Kinshasa paralysée : l’opposition frappe fort contre le projet de révision constitutionnelle
Kinshasa paralysée : l’opposition frappe fort contre le projet de révision constitutionnelle
- Politique
Ce mercredi 3 juin 2026, la capitale Kinshasa a connu une matinée inhabituellement calme. L’appel lancé par l’opposition à une journée « ville morte » pour s’opposer au projet de révision constitutionnelle a été largement suivi. La circulation, d’ordinaire dense dès l’aube, s’est considérablement ralentie, les taxis se font rares et les commerces restent majoritairement fermés.

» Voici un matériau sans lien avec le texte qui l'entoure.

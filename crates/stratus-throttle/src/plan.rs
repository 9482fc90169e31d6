//! Rate and buffer planning
//!
//! Maps transfer length and owner tier onto concrete limiter parameters.
//! Base rates are deliberately conservative and step down as transfers grow,
//! keeping large downloads smooth rather than fast.

use stratus_core::domain::Tier;

const MIB: u64 = 1024 * 1024;
const GIB: u64 = 1024 * MIB;

/// Burst bounds for per-connection buckets, chosen to cover common buffer
/// sizes without letting the first burst run away.
const MIN_BURST: u64 = 4 * MIB;
const MAX_BURST: u64 = 8 * MIB;

/// Rate and burst for one token bucket
#[derive(Debug, Clone, Copy, PartialEq, Eq)]
pub struct RatePlan {
    pub rate: u64,
    pub burst: u64,
}

/// Base per-connection rate by transfer length, before tier scaling.
pub fn base_rate_for_length(length: u64) -> u64 {
    match length {
        l if l <= 500 * MIB => 5 * MIB,
        l if l <= 2 * GIB => 4 * MIB,
        _ => 3 * MIB,
    }
}

/// Per-connection plan: length-derived base rate scaled by tier and capped
/// at the tier ceiling; burst is half the rate clamped to [4 MiB, 8 MiB].
pub fn connection_plan(length: u64, tier: Tier) -> RatePlan {
    let base = base_rate_for_length(length);
    let scaled = (base as f64 * tier.multiplier()) as u64;
    let rate = scaled.min(tier.max_rate());
    let burst = (rate / 2).clamp(MIN_BURST, MAX_BURST);
    RatePlan { rate, burst }
}

/// Global plan: burst is 10% of the sustained rate, floored at 4 MiB.
pub fn global_plan(global_bytes_per_sec: u64) -> RatePlan {
    RatePlan {
        rate: global_bytes_per_sec,
        burst: (global_bytes_per_sec / 10).max(MIN_BURST),
    }
}

/// Progress-scaled rate: conservative through the first 10%, a push over the
/// final 20%, the base rate in between.
pub fn adjusted_rate(base_rate: u64, progress: f64) -> u64 {
    if progress < 0.1 {
        (base_rate as f64 * 0.9) as u64
    } else if progress > 0.8 {
        (base_rate as f64 * 1.1) as u64
    } else {
        base_rate
    }
}

/// Copy-buffer size by transfer length.
pub fn buffer_size_for(length: u64) -> usize {
    let size = match length {
        l if l <= 100 * MIB => MIB,
        l if l <= 500 * MIB => 4 * MIB,
        l if l <= 2 * GIB => 8 * MIB,
        l if l <= 10 * GIB => 12 * MIB,
        _ => 20 * MIB,
    };
    size as usize
}

#[cfg(test)]
mod tests {
    use super::*;

    #[test]
    fn test_base_rate_steps_down() {
        assert_eq!(base_rate_for_length(MIB), 5 * MIB);
        assert_eq!(base_rate_for_length(500 * MIB), 5 * MIB);
        assert_eq!(base_rate_for_length(500 * MIB + 1), 4 * MIB);
        assert_eq!(base_rate_for_length(2 * GIB), 4 * MIB);
        assert_eq!(base_rate_for_length(3 * GIB), 3 * MIB);
    }

    #[test]
    fn test_connection_plan_tiers() {
        // free: base rate already at the tier cap
        let plan = connection_plan(100 * MIB, Tier::Free);
        assert_eq!(plan.rate, 5 * MIB);
        assert_eq!(plan.burst, 4 * MIB); // rate/2 clamped up to the floor

        // vip doubles, capped at 10 MiB/s
        let plan = connection_plan(100 * MIB, Tier::Vip);
        assert_eq!(plan.rate, 10 * MIB);
        assert_eq!(plan.burst, 5 * MIB);

        // svip on a huge file: 3 MiB/s * 3 = 9 MiB/s, under the 15 cap
        let plan = connection_plan(20 * GIB, Tier::Svip);
        assert_eq!(plan.rate, 9 * MIB);

        // svip on a small file: 15 MiB/s cap, burst clamped to 8 MiB
        let plan = connection_plan(MIB, Tier::Svip);
        assert_eq!(plan.rate, 15 * MIB);
        assert_eq!(plan.burst, MAX_BURST);
    }

    #[test]
    fn test_global_plan_burst() {
        assert_eq!(global_plan(100 * MIB).burst, 10 * MIB);
        // small global rates keep the 4 MiB floor
        assert_eq!(global_plan(10 * MIB).burst, 4 * MIB);
    }

    #[test]
    fn test_adjusted_rate_curve() {
        let base = 100;
        assert_eq!(adjusted_rate(base, 0.05), 90);
        assert_eq!(adjusted_rate(base, 0.5), 100);
        assert_eq!(adjusted_rate(base, 0.9), 110);
        // boundaries belong to the flat middle
        assert_eq!(adjusted_rate(base, 0.1), 100);
        assert_eq!(adjusted_rate(base, 0.8), 100);
    }

    #[test]
    fn test_buffer_table() {
        assert_eq!(buffer_size_for(MIB), MIB as usize);
        assert_eq!(buffer_size_for(100 * MIB), MIB as usize);
        assert_eq!(buffer_size_for(200 * MIB), 4 * MIB as usize);
        assert_eq!(buffer_size_for(GIB), 8 * MIB as usize);
        assert_eq!(buffer_size_for(5 * GIB), 12 * MIB as usize);
        assert_eq!(buffer_size_for(20 * GIB), 20 * MIB as usize);
    }
}
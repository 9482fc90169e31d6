//! Port traits implemented by adapter crates.

pub mod file_repository;
pub mod object_store;

pub use file_repository::{FilePatch, IFileRepository, NamespaceStats};
pub use object_store::{
    ByteRange, ComposeSource, IObjectStore, ObjectEntry, ObjectReader, ObjectStat,
};
//! Stratus Files - Upload/download use cases
//!
//! The services in this crate orchestrate the data plane through the core
//! ports:
//! - [`NamespaceService`] - path-indexed CRUD, move/copy, dedup-aware delete
//! - [`UploadService`] - instant-upload pre-check, chunked upload init and
//!   completion with server-side compose
//! - [`DownloadService`] - presigned single-file links, multi-file ZIP
//!   assembly, range-capable rate-limited streaming

pub mod content_type;
pub mod download;
pub mod models;
pub mod namespace;
pub mod range;
pub mod upload;

pub use download::{DownloadOutcome, DownloadService, StreamOutcome, StreamPlan};
pub use namespace::NamespaceService;
pub use upload::UploadService;
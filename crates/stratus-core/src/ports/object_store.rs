//! Object-store gateway port (driven/secondary port)
//!
//! Fixes the contract against the S3-compatible backend. The production
//! implementation lives in `stratus-gateway`; tests substitute an in-memory
//! store. Errors are classified into [`CoreError`] kinds before they cross
//! this boundary: a failed compose precondition is `Integrity`, a transport
//! failure is `StorageUnavailable`.

use std::pin::Pin;
use std::time::Duration;

use chrono::{DateTime, Utc};
use tokio::io::AsyncRead;

use crate::domain::CoreError;

/// Opaque readable byte stream positioned according to the requested range
pub type ObjectReader = Pin<Box<dyn AsyncRead + Send>>;

/// Metadata of a stored object
#[derive(Debug, Clone)]
pub struct ObjectStat {
    pub size: u64,
    pub etag: String,
    pub content_type: Option<String>,
    pub last_modified: Option<DateTime<Utc>>,
}

/// One listing entry under a prefix
#[derive(Debug, Clone, PartialEq, Eq)]
pub struct ObjectEntry {
    pub key: String,
    pub etag: String,
}

/// One source of a compose operation
#[derive(Debug, Clone)]
pub struct ComposeSource {
    pub key: String,
    /// When present, passed as an If-Match precondition; a mismatch fails
    /// the compose atomically.
    pub etag: Option<String>,
}

/// Inclusive byte range of an object
#[derive(Debug, Clone, Copy, PartialEq, Eq)]
pub struct ByteRange {
    pub start: u64,
    pub end: u64,
}

impl ByteRange {
    /// Number of bytes covered; ranges are inclusive so this is never 0.
    pub fn len(&self) -> u64 {
        self.end - self.start + 1
    }
}

/// Port trait for the S3-compatible object store
#[async_trait::async_trait]
pub trait IObjectStore: Send + Sync {
    /// Issues a client-direct PUT URL for `key`, valid for `ttl`.
    async fn presign_put(&self, key: &str, ttl: Duration) -> Result<String, CoreError>;

    /// Issues a GET URL that downloads as an attachment named `filename`.
    async fn presign_get(
        &self,
        key: &str,
        filename: &str,
        ttl: Duration,
    ) -> Result<String, CoreError>;

    /// Server-side multi-source copy into `dest`.
    ///
    /// Sources are concatenated in slice order. Any declared etag acts as a
    /// precondition; on mismatch or a missing source the compose fails with
    /// `CoreError::Integrity` and `dest` is not created.
    async fn compose(&self, sources: &[ComposeSource], dest: &str) -> Result<(), CoreError>;

    /// Reads object metadata.
    async fn stat(&self, key: &str) -> Result<ObjectStat, CoreError>;

    /// Opens the object for reading, optionally restricted to `range`.
    async fn get(&self, key: &str, range: Option<ByteRange>) -> Result<ObjectReader, CoreError>;

    /// Lists objects under `prefix` with their etags.
    async fn list(&self, prefix: &str) -> Result<Vec<ObjectEntry>, CoreError>;

    /// Removes one object; deleting a missing key is not an error.
    async fn delete(&self, key: &str) -> Result<(), CoreError>;

    /// Bucket-qualified URL stored in the metadata row for `key`.
    fn object_url(&self, key: &str) -> String;

    /// Reverses [`IObjectStore::object_url`], tolerating arbitrary hosts.
    ///
    /// If the first path segment names a known bucket it is stripped;
    /// otherwise the full path is returned.
    fn extract_object_key(&self, url: &str) -> String;
}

Dans le district de Mont-Amba, la route intendance de l’Université de Kinshasa, habituellement animée par le passage des étudiants, était déserte à 7h50. Plusieurs véhicules de police et militaires étaient positionnés aux abords des axes stratégiques. Les arrêts de transport en commun sont restés vides et certaines stations-service, comme celle de Salongo, hésitaient à ouvrir leurs portes.
Sur l’avenue Bypass, des patrouilles militaires ont été observées. Le rond-point Ngaba, réputé pour son animation matinale, est resté presque vide jusqu’à 8h00. À Limete, commune réputée pour ses boulevards très fréquentés, la situation était similaire. Peu de piétons étaient visibles et le transport en commun se faisait rare. Un seul bus a circulé jusqu’à 7h00 avant de cesser son service. De nombreux habitants ont préféré garder leurs véhicules à l’abri, tandis que des jeeps de police sillonnaient les rues et des agents en tenue étaient déployés aux points névralgiques.
Cette mobilisation exceptionnelle illustre la fermeté de l’opposition face à ce projet constitutionnel qui cristallise les tensions politiques.